Pin Me

This Day in Computer History: December 16

written by: Pipedreamergrey•edited by: Michele McDonough•updated: 12/20/2008

Today marks the anniversary of the signing of two significant pieces of legislation, the No Electronic Theft Act and the CAN-SPAM Act. Read more in "This Day in Computer History", a chronology of notable events in the computer, ecommerce, and software industries on this day in history.

  • slide 1 of 1

    This Day in Computer History


    Bell Laboratories' William B. Shockley, John Bardeen, and Walter Brattain patented the history-changing point-contact transistor, which would one day surplant the vacuum tube and lead to the development of modern transistors.


    IMSAI 8080 IMS Associates, Inc. released the IMSAI 8080 computer kit, one of the first consumer computers, featuring a 2.0 MHz Intel 8080A chipset, up to 64 KB RAM, an optional cassette drive, and the CP/M operating system. IMS would sell between seventeen and twenty thousand units. Price: $931 (assembled) or $599 (kit).
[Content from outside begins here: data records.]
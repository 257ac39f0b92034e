#![allow(non_snake_case)]
use crate::algebra::*;

/// Cached direct method for the graph projection
///
/// ```text
/// minimize ‖x − cx‖² + ρ‖y − cy‖²   s.t.  y = A·x
/// ```
///
/// whose normal equations are `(I + ρAᵀA)·x = cx + ρAᵀcy`, `y = Ax`.
///
/// The dense gram matrix of the smaller dimension is formed once per
/// operator and cached; only the Cholesky factor depends on ρ and is
/// rebuilt when the committed penalty moves.  For wide operators
/// (n > m) the solve goes through the matrix inversion lemma against
/// `(1/ρ)I + AAᵀ`, so the factored system is always `min(m, n)` square.
pub(crate) struct DirectProjector<T> {
    side: GramSide,
    gram: Option<DenseMatrix<T>>,
    factor: Option<CholeskyFactor<T>>,
    rho_factor: T,
    work_m: Vec<T>,
}

impl<T: FloatT> DirectProjector<T> {
    pub fn new(m: usize, n: usize) -> Self {
        let side = if n <= m {
            GramSide::Normal
        } else {
            GramSide::Transpose
        };
        Self {
            side,
            gram: None,
            factor: None,
            rho_factor: T::nan(),
            work_m: vec![T::zero(); m],
        }
    }

    pub fn is_allocated(&self) -> bool {
        self.factor.is_some()
    }

    /// Form the gram matrix if not already cached and factor at the
    /// given penalty.
    pub fn allocate(
        &mut self,
        A: &LinearOperator<T>,
        rho: T,
    ) -> Result<(), FactorizationError> {
        if self.gram.is_none() {
            self.gram = Some(A.gram(self.side));
        }
        self.refresh(rho)
    }

    /// Refactor from the cached gram at a new penalty.  The gram is
    /// reused untouched.
    pub fn refresh(&mut self, rho: T) -> Result<(), FactorizationError> {
        let gram = self.gram.as_ref().ok_or(FactorizationError::IncompatibleDimension)?;

        let mut K = gram.clone();
        match self.side {
            // K = I + ρ·AᵀA
            GramSide::Normal => {
                K.data.scale(rho);
                for i in 0..K.n {
                    let kii = K.get(i, i) + T::one();
                    K.set_entry(i, i, kii);
                }
            }
            // K = (1/ρ)·I + AAᵀ
            GramSide::Transpose => {
                for i in 0..K.n {
                    let kii = K.get(i, i) + rho.recip();
                    K.set_entry(i, i, kii);
                }
            }
        }

        match self.factor.as_mut() {
            Some(factor) => factor.refactor(&K)?,
            None => self.factor = Some(CholeskyFactor::new(&K)?),
        }
        self.rho_factor = rho;
        Ok(())
    }

    /// Drop the factor and the cached gram.
    pub fn release(&mut self) {
        self.gram = None;
        self.factor = None;
        self.rho_factor = T::nan();
    }

    /// The penalty baked into the current factor.
    pub fn rho(&self) -> T {
        self.rho_factor
    }

    /// Project `(cx, cy)` onto the graph `y = Ax`, writing into
    /// `x` and `y`.  Requires an allocated factor.
    pub fn project(
        &mut self,
        A: &LinearOperator<T>,
        x: &mut [T],
        y: &mut [T],
        cx: &[T],
        cy: &[T],
    ) {
        let factor = self.factor.as_ref().unwrap();
        let rho = self.rho_factor;

        // rhs b = cx + ρ·Aᵀcy
        x.copy_from(cx);
        A.gemv(MatrixShape::T, x, cy, rho, T::one());

        match self.side {
            GramSide::Normal => {
                factor.solve(x);
            }
            GramSide::Transpose => {
                // x = b − Aᵀ·(K⁻¹·(A·b))
                A.gemv(MatrixShape::N, &mut self.work_m, x, T::one(), T::zero());
                factor.solve(&mut self.work_m);
                A.gemv(MatrixShape::T, x, &self.work_m, -T::one(), T::one());
            }
        }

        A.gemv(MatrixShape::N, y, x, T::one(), T::zero());
    }
}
    Microsoft settled its long-running lawsuit with software developer Seattle Computer Products (SCP) out of court by purchasing seven licensing agreements at a price of $925,000.
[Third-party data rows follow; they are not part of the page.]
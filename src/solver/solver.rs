#![allow(non_snake_case)]
use crate::algebra::*;
use crate::prox::*;
use crate::solver::projection::DirectProjector;
use crate::solver::variables::Residuals;
use crate::solver::{
    ConfigError, DataUpdateError, ProblemData, Settings, SolveInfo, Solution, SolverStatus,
    Variables,
};
use crate::timers::*;
use std::time::Instant;

/// Graph form ADMM solver for `minimize f(Ax) + g(x)` with separable
/// f and g.
///
/// A solver instance owns its problem data, iterates and cached
/// factorization, so it is `Send` but deliberately not shareable: one
/// solve at a time per instance, with independent instances free to
/// run in parallel.
///
/// ```
/// use graphform::prox::{Kernel, ProxFn};
/// use graphform::solver::{Settings, Solver};
/// use graphform::algebra::{DenseMatrix, LinearOperator, MatrixLayout};
///
/// // minimize ½‖x − 1‖² over the 2x2 identity
/// let A: LinearOperator<f64> = DenseMatrix::identity(2).into();
/// let f = vec![ProxFn::new(Kernel::Square).with_offset(1.0); 2];
/// let g = vec![ProxFn::new(Kernel::Zero); 2];
///
/// let mut solver = Solver::new(&A, &f, &g, Settings::default()).unwrap();
/// solver.solve();
/// assert!(solver.solution.status.is_solved());
/// ```
pub struct Solver<T: FloatT = f64> {
    pub problem: ProblemData<T>,
    pub variables: Variables<T>,
    pub info: SolveInfo<T>,
    pub solution: Solution<T>,
    pub settings: Settings<T>,
    pub timers: Timers,
    projector: DirectProjector<T>,
    residuals: Residuals<T>,
    rho: T,
    rho_pending: T,
    rho_updates: u32,
}

impl<T: FloatT> Solver<T> {
    /// Validate and take an internal copy of the problem
    /// `minimize Σᵢ fᵢ((Ax)ᵢ) + Σⱼ gⱼ(xⱼ)`, with one f term per row
    /// and one g term per column.
    pub fn new(
        A: &LinearOperator<T>,
        f: &[ProxFn<T>],
        g: &[ProxFn<T>],
        settings: Settings<T>,
    ) -> Result<Self, ConfigError> {
        settings.validate()?;
        let problem = ProblemData::new(A, f, g, &settings)?;
        let (m, n) = (problem.m, problem.n);
        let rho = settings.rho;

        Ok(Self {
            problem,
            variables: Variables::new(m, n),
            info: SolveInfo::default(),
            solution: Solution::new(m, n),
            settings,
            timers: Timers::default(),
            projector: DirectProjector::new(m, n),
            residuals: Residuals::new(m, n),
            rho,
            rho_pending: rho,
            rho_updates: 0,
        })
    }

    /// Build and cache the projection factorization ahead of the
    /// first solve.  Optional; `solve()` allocates lazily when this
    /// was not called.  The cache survives across solves and
    /// parametric updates until [`Solver::release_factors`].
    pub fn allocate_factors(&mut self) -> Result<(), FactorizationError> {
        self.projector.allocate(&self.problem.A, self.rho)
    }

    /// Free the cached gram matrix and factorization.
    pub fn release_factors(&mut self) {
        self.projector.release();
    }

    /// Replace the f objective terms between solves.  The operator and
    /// factorization cache are untouched.
    pub fn update_f(&mut self, f: &[ProxFn<T>]) -> Result<(), DataUpdateError> {
        self.problem.update_f(f)
    }

    /// Replace the g objective terms between solves.
    pub fn update_g(&mut self, g: &[ProxFn<T>]) -> Result<(), DataUpdateError> {
        self.problem.update_g(g)
    }

    /// Set a uniform weight on every g term (a regularization path
    /// step).
    pub fn scale_g_weights(&mut self, c: T) -> Result<(), DataUpdateError> {
        self.problem.scale_g_weights(c)
    }

    /// Run the ADMM iteration to a terminal status.  Always returns
    /// with `self.solution` fully written; numerical trouble is
    /// reported through [`SolverStatus`], never as a panic or `Err`.
    pub fn solve(&mut self) {
        let start = Instant::now();
        let mut timers = std::mem::take(&mut self.timers);
        timers.reset();

        timeit! {timers => "solve"; {
            self.prepare(&mut timers);

            timers.start_as_current("factorization");
            let factored = self.refresh_factors();
            timers.stop_current();

            match factored {
                Ok(()) => {
                    timeit! {timers => "iteration"; {
                        self.iterate(&start);
                    }}
                }
                Err(_) => self.info.status = SolverStatus::NumericalError,
            }
        }}

        self.info.solve_time = start.elapsed().as_secs_f64();
        self.solution
            .finalize(&self.variables, &self.problem, &self.info);
        self.info.print_footer(&self.settings);
        self.timers = timers;
    }

    fn prepare(&mut self, timers: &mut Timers) {
        self.info.reset();
        if !self.settings.warm_start {
            self.variables.reset();
            self.residuals.reset();
            self.rho = self.settings.rho;
        }
        self.rho_pending = self.rho;
        self.rho_updates = 0;
        self.info.rho = self.rho;

        notimeit! {timers; {
            self.info.print_banner(&self.settings, &self.problem);
        }}
    }

    // allocate lazily, or refactor when the committed penalty moved
    // past the one baked into the cached factor
    fn refresh_factors(&mut self) -> Result<(), FactorizationError> {
        if !self.projector.is_allocated() {
            self.projector.allocate(&self.problem.A, self.rho)
        } else if self.projector.rho() != self.rho {
            self.projector.refresh(self.rho)
        } else {
            Ok(())
        }
    }

    fn iterate(&mut self, start: &Instant) {
        let one = T::one();
        let alpha = self.settings.relaxation;
        let mut status = SolverStatus::MaxIterations;

        for iter in 1..=self.settings.max_iter {
            let rho = self.rho;
            let problem = &self.problem;
            let v = &mut self.variables;

            // proximal half step at the dual shifted points
            v.cx.waxpby(one, &v.x, -one, &v.xt);
            v.cy.waxpby(one, &v.y, -one, &v.yt);
            prox_all(&problem.g, &mut v.xh, &v.cx, one);
            prox_all(&problem.f, &mut v.yh, &v.cy, rho);

            // over-relaxed projection input
            v.cx.waxpby(alpha, &v.xh, one - alpha, &v.x);
            v.cx.axpby(one, &v.xt, one);
            v.cy.waxpby(alpha, &v.yh, one - alpha, &v.y);
            v.cy.axpby(one, &v.yt, one);

            // graph projection through the cached factorization
            self.projector
                .project(&problem.A, &mut v.x, &mut v.y, &v.cx, &v.cy);

            // dual update with the projection mismatch
            v.xt.waxpby(one, &v.cx, -one, &v.x);
            v.yt.waxpby(one, &v.cy, -one, &v.y);

            self.residuals.update(&problem.A, v, rho, &self.settings);

            self.info.iterations = iter;
            self.info.rho = rho;
            self.info.obj_val = problem.objective(&v.xh, &v.yh);
            self.info.save_residuals(&self.residuals);
            self.info.print_status(&self.settings, &self.residuals);

            if !self.residuals.is_finite() || !self.variables.is_finite() {
                status = SolverStatus::NumericalError;
                break;
            }
            if self.residuals.converged() {
                status = SolverStatus::Solved;
                break;
            }
            if start.elapsed().as_secs_f64() > self.settings.time_limit {
                break;
            }

            if self.settings.adaptive_rho_enable
                && self.rho_updates < self.settings.adaptive_rho_max_updates
                && self.adapt_rho().is_err()
            {
                status = SolverStatus::NumericalError;
                break;
            }
        }

        self.info.status = status;
    }

    // Scale the pending penalty whenever one residual dominates the
    // other, but only commit (rescale duals, refactor) once the
    // pending value has drifted far enough from the committed one.
    fn adapt_rho(&mut self) -> Result<(), FactorizationError> {
        let settings = &self.settings;
        let res = &self.residuals;

        let nr_prim = res.r_prim / T::max(res.eps_prim, T::epsilon());
        let nr_dual = res.r_dual / T::max(res.eps_dual, T::epsilon());

        if nr_prim > settings.adaptive_rho_ratio * nr_dual {
            self.rho_pending *= settings.adaptive_rho_scaling;
        } else if nr_dual > settings.adaptive_rho_ratio * nr_prim {
            self.rho_pending /= settings.adaptive_rho_scaling;
        } else {
            return Ok(());
        }

        let drift = self.rho_pending / self.rho;
        if drift >= settings.adaptive_rho_drift || drift <= settings.adaptive_rho_drift.recip() {
            // ν = ρ·yt stays continuous across the commit
            self.variables.yt.scale(self.rho / self.rho_pending);
            self.rho = self.rho_pending;
            self.rho_updates += 1;
            self.projector.refresh(self.rho)?;
        }
        Ok(())
    }
}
    Twenty-five year-old Kevin Mitnick was charged with lifting a million dollars of software off the computers of DEC (Digital Equipment Corporation) and causing four million dollars in damages while hacking into the system. Mitnic was held without bail and prevented from using the jail telephone for fear that he might continue his hacking spree. The prosecutor assigned the case released a statement to the press in which he explained that, “This thing was so massive, we’re just running around trying to figure out what he did. [...] This person, we believe, was very, very dangerous, and he needs to be detained and kept away from a computer.” The landmark case was the first in history under which a person was prosecuted for gaining access to an interstate computer network for criminal purposes in the U.S.


    Hewlett-Packard released version 9.03 of its proprietary HP-UX Unix operating system.
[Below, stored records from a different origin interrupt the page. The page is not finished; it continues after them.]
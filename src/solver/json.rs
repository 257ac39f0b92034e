#![allow(non_snake_case)]
use crate::{
    algebra::*,
    prox::ProxFn,
    solver::{Settings, Solver},
};

use serde::{de::DeserializeOwned, Deserialize, Serialize};
use std::io::Write;
use std::{fs::File, io, io::Read};

// A struct very similar to the problem data, but holding the
// user-facing form of everything (i.e. no equilibration applied).

#[derive(Serialize, Deserialize)]
#[serde(bound = "T: Serialize + DeserializeOwned")]
struct JsonProblemData<T: FloatT> {
    pub A: LinearOperator<T>,
    pub f: Vec<ProxFn<T>>,
    pub g: Vec<ProxFn<T>>,
    pub settings: Settings<T>,
}

impl<T> Solver<T>
where
    T: FloatT + DeserializeOwned + Serialize,
{
    /// Write the problem data and settings to a file as json, in the
    /// caller's original scaling.
    pub fn write_to_file(&self, file: &mut File) -> Result<(), io::Error> {
        let mut json_data = JsonProblemData {
            A: self.problem.A.clone(),
            f: self.problem.f.clone(),
            g: self.problem.g.clone(),
            settings: self.settings.clone(),
        };

        // restore scaling to original
        let eq = &self.problem.equilibration;
        json_data.A.lscale(&eq.einv);
        json_data.A.rscale(&eq.dinv);
        for (term, &e) in std::iter::zip(&mut json_data.f, &eq.e) {
            term.a *= e;
        }
        for (term, &dinv) in std::iter::zip(&mut json_data.g, &eq.dinv) {
            term.a *= dinv;
        }

        // sanitize settings to remove values that
        // can't be serialized, i.e. infs
        sanitize_settings(&mut json_data.settings);

        let json = serde_json::to_string(&json_data)?;
        file.write_all(json.as_bytes())?;

        Ok(())
    }

    /// Construct a solver from a problem previously written with
    /// [`Solver::write_to_file`].
    pub fn read_from_file(file: &mut File) -> Result<Self, io::Error> {
        let mut buffer = String::new();
        file.read_to_string(&mut buffer)?;
        let mut json_data: JsonProblemData<T> = serde_json::from_str(&buffer)?;

        // restore sanitized settings to their (likely) original values
        desanitize_settings(&mut json_data.settings);

        let solver = Self::new(
            &json_data.A,
            &json_data.f,
            &json_data.g,
            json_data.settings,
        )
        .map_err(|e| io::Error::new(io::ErrorKind::InvalidData, e.to_string()))?;

        Ok(solver)
    }
}

fn sanitize_settings<T: FloatT>(settings: &mut Settings<T>) {
    if settings.time_limit == f64::INFINITY {
        settings.time_limit = f64::MAX;
    }
}

fn desanitize_settings<T: FloatT>(settings: &mut Settings<T>) {
    if settings.time_limit == f64::MAX {
        settings.time_limit = f64::INFINITY;
    }
}

#[test]
fn test_json_io() {
    use crate::prox::Kernel;
    use std::io::{Seek, SeekFrom};

    // lasso-flavoured 2x2 problem
    let A: LinearOperator<f64> =
        DenseMatrix::new(2, 2, vec![3., 1., 1., 2.], MatrixLayout::RowMajor)
            .unwrap()
            .into();
    let f = vec![
        ProxFn::new(Kernel::Square).with_offset(1.0),
        ProxFn::new(Kernel::Square).with_offset(-0.5),
    ];
    let g = vec![ProxFn::new(Kernel::Abs).with_weight(0.1); 2];

    let settings = crate::solver::SettingsBuilder::default().build().unwrap();

    let mut solver = Solver::<f64>::new(&A, &f, &g, settings).unwrap();
    solver.solve();

    // write the problem to a file
    let mut file = tempfile::tempfile().unwrap();
    solver.write_to_file(&mut file).unwrap();

    // read the problem back and re-solve
    file.seek(SeekFrom::Start(0)).unwrap();
    let mut solver2 = Solver::<f64>::read_from_file(&mut file).unwrap();
    solver2.solve();
    assert!(solver.solution.x.norm_inf_diff(&solver2.solution.x) < 1e-8);
}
    Microsoft released version 3 of its Visual FoxPro database programming language for Windows.


    Adobe Systems released version 6.5 of its PageMaker desktop publishing program for Windows 95 and Windows NT 4.0. Price: $895 (New) or $99 (Upgrade).

    IBM and Motorola jointly announced the discontinuation of development of NT-based PowerPC systems.

    Intel announced that it was developing the ASCI Red supercomputer for the U.S. Department of Energy's Sandia National Laboratories. The system, once completed, would feature 9,624 Pentium processors capable of performing a trillion operations per second working in parallel. Commissioned for fifty million dollars, ASCI Red would be used to simulate atmospheric phenomena (including weather) and nuclear weapon performance.


    Microsoft appealed Judge Thomas Penfield Jackson's preliminary injunction requiring the company to offer computer manufacturers a version of its operating systems without Internet Explorer.

    President Clinton signed the “No Electronic Theft Act” into law, making it a criminal act to trade or distribute copyrighted material with a total retail value of more than a thousand dollars inside any 180-day period and extended the statue of limitations on such violations to five years. Senator Orrin Hatch commented that the “bill plugs the ‘LaMacchia Loophole‘ in criminal copyright enforcement,” referring to the failed prosecution of MIT student David LaMacchia due to his lack of commercial motive.


    Iomega released its Clik storage drives, which featured 40 MB disks roughly the shape of a traditional floppy disk. After a lawsuit, the device would be renamed the PocketZip.


    President George W. Bush signed the CAN-SPAM Act into law, making the spammers liable for up to $250 per spam message sent. It also made falsifying email headers or failing to provide opt-out instructions finable.


    Desktop Light Linux 0.5 (DeLi Linux) was released. The system was design for older computers, and it had minimal hardware requirements, needing only a 386 processor, 400 MB of hard drive space, and 8 MB RAM.

    The iTunes music service sold its two hundred millionth song to Ryan Alekman of Belchertown, Massachusetts. The song was off The Complete U2 album.

    Microsoft acquired antispyware application developer GIANT Company Software, Inc.

    Symantec and Veritas Software jointly announced that they would merge in a deal valued at approximately $13.5 billion. It would be the largest single acquisition in the history of the software industry.


    Google launched a version of its Gmail webmail service for mobile devices.